AĞLAYAN ELMA İLE GÜLEN ELMA
Bir varmış bir yokmuş. Evvel zamanda bir padişah ve üç de oğlu varmış. Bunlar ülkelerinde mutlu bir hayat sürerlermiş.
Küçük oğlan bir gün köşkünde otururken, sokaktaki çeşmeden su almak
için bir kocakarının geldiğini görmüş. Oğlan ninenin testisine küçük
bir taş atmış ve testiyi kırmış. Nine bir şey söylemeden evine dönmüş.
Bir testi daha alıp gene çeşmeye gelmiş. Oğlan bu sefer de bir taş atıp
testiyi kırmış. Nine sessizce evine geri dönmüş.
Ertesi gün testi elinde gene çeşmeye gelmiş. Oğlan, ninenin geldiğini
yukarıdan görüp hemen eline bir taş daha almış. Uygun bir anda atıp
gene testiyi kırmış.
Nine başını kaldırmış:
-Hey oğul, bir şeycikler demem.. Dilerim Mevla’dan, ağlayan elma ile gülen elmaya aşık olasın demiş, çekip gitmiş.
Oğlan da aradan birkaç gün geçince ninenin söylediğini kendine dert
etmeye başlamış. Gerçekten ağlayan elma ile gülen almaya aşık olmuş.
Günden güne sararıp solmaya başlamış.
Çok geçmeden padişah, oğlunun hastalandığını işitmiş. Hekimler bir
türlü derdini anlayamamışlar. Günlerden bir gün kente bir hekim gelmiş.
Bakması için saraya çağırmışlar.

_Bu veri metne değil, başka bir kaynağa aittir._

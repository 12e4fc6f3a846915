//! Wall-clock adapter: timezone plus SNTP.
//!
//! - **`target_os = "espidf"`**: sets `TZ`, starts `EspSntp` against the
//!   configured servers and waits briefly for the first sync.
//! - **`not(target_os = "espidf")`**: the host clock is already set;
//!   sync is a no-op.
//!
//! Either way, `unix_time` refuses to report anything before 2020 so an
//! unsynced RTC never stamps a point with 1970.

use std::time::{SystemTime, UNIX_EPOCH};

#[cfg(target_os = "espidf")]
use log::{info, warn};

use crate::app::ports::TimeSyncPort;
use crate::error::TransientError;

/// Anything earlier means the clock was never set.
const EPOCH_2020: u64 = 1_577_836_800;

#[cfg(target_os = "espidf")]
const SYNC_WAIT_MS: u32 = 4_000;
#[cfg(target_os = "espidf")]
const SYNC_POLL_MS: u32 = 100;

pub fn plausible_unix_time(secs: u64) -> Option<u64> {
    (secs >= EPOCH_2020).then_some(secs)
}

#[derive(Default)]
pub struct SntpClock {
    #[cfg(target_os = "espidf")]
    sntp: Option<esp_idf_svc::sntp::EspSntp<'static>>,
}

impl SntpClock {
    pub fn new() -> Self {
        Self::default()
    }

    #[cfg(target_os = "espidf")]
    fn set_timezone(tz: &str) {
        // SAFETY: TZ is only touched here, from the main task, and nothing
        // else reads the environment concurrently.
        unsafe {
            std::env::set_var("TZ", tz);
            esp_idf_svc::sys::tzset();
        }
    }
}

impl TimeSyncPort for SntpClock {
    #[cfg(target_os = "espidf")]
    fn sync_time(&mut self, timezone: &str, servers: &[String]) -> Result<(), TransientError> {
        use esp_idf_svc::sntp::{EspSntp, SntpConf, SyncStatus};

        Self::set_timezone(timezone);

        if self.sntp.is_none() {
            let mut conf = SntpConf::default();
            // The service outlives every mode, so the names are leaked once.
            for (slot, server) in conf.servers.iter_mut().zip(servers) {
                *slot = Box::leak(server.clone().into_boxed_str());
            }
            let sntp = EspSntp::new(&conf).map_err(|e| {
                warn!("SNTP: start failed ({e})");
                TransientError::TimeSyncFailed
            })?;
            self.sntp = Some(sntp);
        }

        let Some(sntp) = &self.sntp else {
            return Err(TransientError::TimeSyncFailed);
        };
        let mut waited = 0;
        while sntp.get_sync_status() != SyncStatus::Completed {
            if waited >= SYNC_WAIT_MS {
                warn!("SNTP: no sync after {} ms", SYNC_WAIT_MS);
                return Err(TransientError::TimeSyncFailed);
            }
            esp_idf_hal::delay::FreeRtos::delay_ms(SYNC_POLL_MS);
            waited += SYNC_POLL_MS;
        }
        info!("SNTP: clock synchronised ({})", timezone);
        Ok(())
    }

    #[cfg(not(target_os = "espidf"))]
    fn sync_time(&mut self, timezone: &str, _servers: &[String]) -> Result<(), TransientError> {
        log::info!("SNTP(sim): host clock used, tz {}", timezone);
        Ok(())
    }

    fn unix_time(&self) -> Option<u64> {
        let secs = SystemTime::now().duration_since(UNIX_EPOCH).ok()?.as_secs();
        plausible_unix_time(secs)
    }
}
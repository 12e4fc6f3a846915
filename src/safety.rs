//! Lock safety timer.
//!
//! Every unlock, whether it comes from the local console or the broker,
//! arms a single monotonic deadline. The controller ticks the timer on
//! every loop iteration regardless of mode, so the strike can never stay
//! energised longer than the hold without a fresh unlock.
//!
//! ## Lifecycle
//!
//! 1. `unlock(now)` drives the lock open, arms, records `started_at`.
//! 2. `tick(now)` relocks once `now - started_at >= hold` and reports it.
//! 3. `lock()` drives the lock closed and disarms right away.
//!
//! Re-unlocking while armed restarts the hold from the new `now`.

use log::info;

use crate::actuators::ActuatorState;
use crate::app::ports::PinPort;
use crate::config::SystemConfig;

/// Outcome of a [`LockSafetyTimer::tick`] that changed the lock.
#[derive(Debug, Clone, Copy, PartialEq, Eq)]
pub enum LockTimerEvent {
    /// Hold expired; the lock was driven closed.
    Relocked,
}

#[derive(Debug, Clone)]
pub struct LockSafetyTimer {
    hold_ms: u32,
    armed: bool,
    started_at_ms: u64,
}

impl LockSafetyTimer {
    pub fn new(hold_ms: u32) -> Self {
        Self {
            hold_ms,
            armed: false,
            started_at_ms: 0,
        }
    }

    pub fn from_config(config: &SystemConfig) -> Self {
        Self::new(config.lock_hold_ms)
    }

    /// Open the lock and start the hold.
    pub fn unlock(&mut self, now_ms: u64, actuators: &mut ActuatorState, hw: &mut impl PinPort) {
        actuators.request_lock(hw, true);
        self.armed = true;
        self.started_at_ms = now_ms;
        info!("Lock: unlocked, relock in {} ms", self.hold_ms);
    }

    /// Close the lock now and cancel any pending relock.
    pub fn lock(&mut self, actuators: &mut ActuatorState, hw: &mut impl PinPort) {
        actuators.request_lock(hw, false);
        self.armed = false;
    }

    /// Drop the deadline without touching the pin.
    pub fn disarm(&mut self) {
        self.armed = false;
    }

    /// Relock if the hold has elapsed.
    pub fn tick(
        &mut self,
        now_ms: u64,
        actuators: &mut ActuatorState,
        hw: &mut impl PinPort,
    ) -> Option<LockTimerEvent> {
        if !self.armed || now_ms.saturating_sub(self.started_at_ms) < u64::from(self.hold_ms) {
            return None;
        }
        actuators.drive_lock(hw, false);
        self.armed = false;
        info!("Lock: hold expired, relocked");
        Some(LockTimerEvent::Relocked)
    }

    pub fn is_armed(&self) -> bool {
        self.armed
    }

    /// Relock deadline, meaningful only while armed.
    pub fn deadline_ms(&self) -> Option<u64> {
        self.armed
            .then(|| self.started_at_ms + u64::from(self.hold_ms))
    }

    pub fn hold_ms(&self) -> u32 {
        self.hold_ms
    }
}
//! System configuration parameters
//!
//! All tunable parameters for the Orion controller. Defaults match the
//! deployed board; a JSON override can be deserialised on top of them.

use serde::{Deserialize, Serialize};

use crate::error::ConfigError;
use crate::mode::OperatingMode;

/// Core system configuration
#[derive(Debug, Clone, PartialEq, Serialize, Deserialize)]
#[serde(default)]
pub struct SystemConfig {
    // --- Broker ---
    pub broker_host: String,
    pub broker_port: u16,
    pub broker_user: String,
    pub broker_pass: String,
    /// Client id is `<prefix>-<hex suffix>`
    pub client_id_prefix: String,

    // --- Time-series store ---
    pub store_url: String,
    pub store_org: String,
    pub store_bucket: String,
    pub store_token: String,
    pub measurement: String,
    /// Value of the `dispositivo` tag
    pub device_tag: String,
    /// Value of the `ubicacion` tag
    pub location_tag: String,

    // --- Wall clock ---
    /// POSIX TZ string
    pub timezone: String,
    pub ntp_servers: Vec<String>,

    // --- Timing ---
    /// How long an unlock may hold before the safety relock (milliseconds)
    pub lock_hold_ms: u32,
    /// Fixed delay between broker connection attempts (milliseconds)
    pub broker_retry_ms: u32,
    /// A connection attempt older than this is abandoned (milliseconds)
    pub broker_connect_timeout_ms: u32,
    /// Telemetry cycle period (milliseconds)
    pub telemetry_interval_ms: u32,
    /// Delay between the `sys reset` reply and the restart (milliseconds)
    pub reset_delay_ms: u32,
    /// Main loop pacing (milliseconds)
    pub tick_interval_ms: u32,

    // --- Light sensor ---
    pub ldr_cal_min: u16,
    pub ldr_cal_max: u16,
    pub ldr_resolution_bits: u8,
    pub ldr_smoothing: u8,

    // --- Per-tick budgets ---
    /// GPS bytes consumed per tick
    pub gps_bytes_per_tick: usize,
    pub gps_baud: u32,
    /// Broker events drained per tick
    pub broker_events_per_tick: usize,
    /// Console lines handled per tick
    pub console_lines_per_tick: usize,

    // --- Local console ---
    pub console_port: u16,
    /// Advertised as `<name>.local` while the console is up
    pub mdns_hostname: String,

    /// Mode entered after boot
    pub boot_mode: OperatingMode,
}

impl Default for SystemConfig {
    fn default() -> Self {
        Self {
            // Broker
            broker_host: "192.168.1.10".into(),
            broker_port: 1883,
            broker_user: String::new(),
            broker_pass: String::new(),
            client_id_prefix: "ESP32Orion".into(),

            // Store
            store_url: "http://192.168.1.10:8086".into(),
            store_org: "orioniot".into(),
            store_bucket: "sensores".into(),
            store_token: String::new(),
            measurement: "estado_sistema".into(),
            device_tag: "ESP32_Orion_V1".into(),
            location_tag: "Azure_Demo".into(),

            // Wall clock
            timezone: "CST6CDT,M4.1.0,M10.5.0".into(),
            ntp_servers: vec!["pool.ntp.org".into(), "time.nis.gov".into()],

            // Timing
            lock_hold_ms: 3000,
            broker_retry_ms: 2000,
            broker_connect_timeout_ms: 10_000,
            telemetry_interval_ms: 5000,
            reset_delay_ms: 500,
            tick_interval_ms: 10,

            // Light sensor
            ldr_cal_min: 300,
            ldr_cal_max: 4095,
            ldr_resolution_bits: 12,
            ldr_smoothing: 1,

            // Budgets
            gps_bytes_per_tick: 256,
            gps_baud: 9600,
            broker_events_per_tick: 8,
            console_lines_per_tick: 4,

            console_port: 23,
            mdns_hostname: "orion-iot".into(),

            boot_mode: OperatingMode::Cloud,
        }
    }
}

impl SystemConfig {
    /// Reject values the controller cannot run with.
    pub fn validate(&self) -> Result<(), ConfigError> {
        if self.broker_host.is_empty() {
            return Err(ConfigError::ValidationFailed("broker_host"));
        }
        if self.lock_hold_ms == 0 {
            return Err(ConfigError::ValidationFailed("lock_hold_ms"));
        }
        if self.broker_retry_ms == 0 {
            return Err(ConfigError::ValidationFailed("broker_retry_ms"));
        }
        if self.broker_connect_timeout_ms == 0 {
            return Err(ConfigError::ValidationFailed("broker_connect_timeout_ms"));
        }
        if self.telemetry_interval_ms == 0 {
            return Err(ConfigError::ValidationFailed("telemetry_interval_ms"));
        }
        if self.tick_interval_ms == 0 {
            return Err(ConfigError::ValidationFailed("tick_interval_ms"));
        }
        if !(1..=16).contains(&self.ldr_resolution_bits) {
            return Err(ConfigError::ValidationFailed("ldr_resolution_bits"));
        }
        if self.mdns_hostname.is_empty()
            || !self.mdns_hostname.bytes().all(|b| b.is_ascii_alphanumeric() || b == b'-')
        {
            return Err(ConfigError::ValidationFailed("mdns_hostname"));
        }
        if self.gps_bytes_per_tick == 0
            || self.broker_events_per_tick == 0
            || self.console_lines_per_tick == 0
        {
            return Err(ConfigError::ValidationFailed("per-tick budget"));
        }
        Ok(())
    }
}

Hekim:
-Bunun hastalığı sevdadan başka bir şey değil demiş.
Oğlan da en sonunda ağlayan elma ile gülen elmaya aşık olduğunu babasına söylemiş.
Babası çok üzülmüş:
-Şimdi ne yapalım, oğlum? Biz onu nerede buluruz demiş
Oğlan:
-Ben gider onu bulurum.. Yeter ki siz izin verin diye cevap vermiş.
Padişah;
-Oğlum, bu hal ile nereye gideceksin? Onun kim olduğunu, nerede
olduğunu bilmezsin. Vaz geç bu sevdadan. Dediyse de oğlan kanmamış.
-Mutlaka gidip bulacağım demiş.
Ağabeyleri de babalarına;
-Biz de onunla birlikte gideriz. Kardeşimizi yalnız bırakmaz, bu elmaları mutlaka buluruz demişler.
Bunlar yol hazırlığı yapmışlar. Üçü birlikte yola düşüp bilmedikleri ülkelere, kentlere doğru yürümeye başlamışlar.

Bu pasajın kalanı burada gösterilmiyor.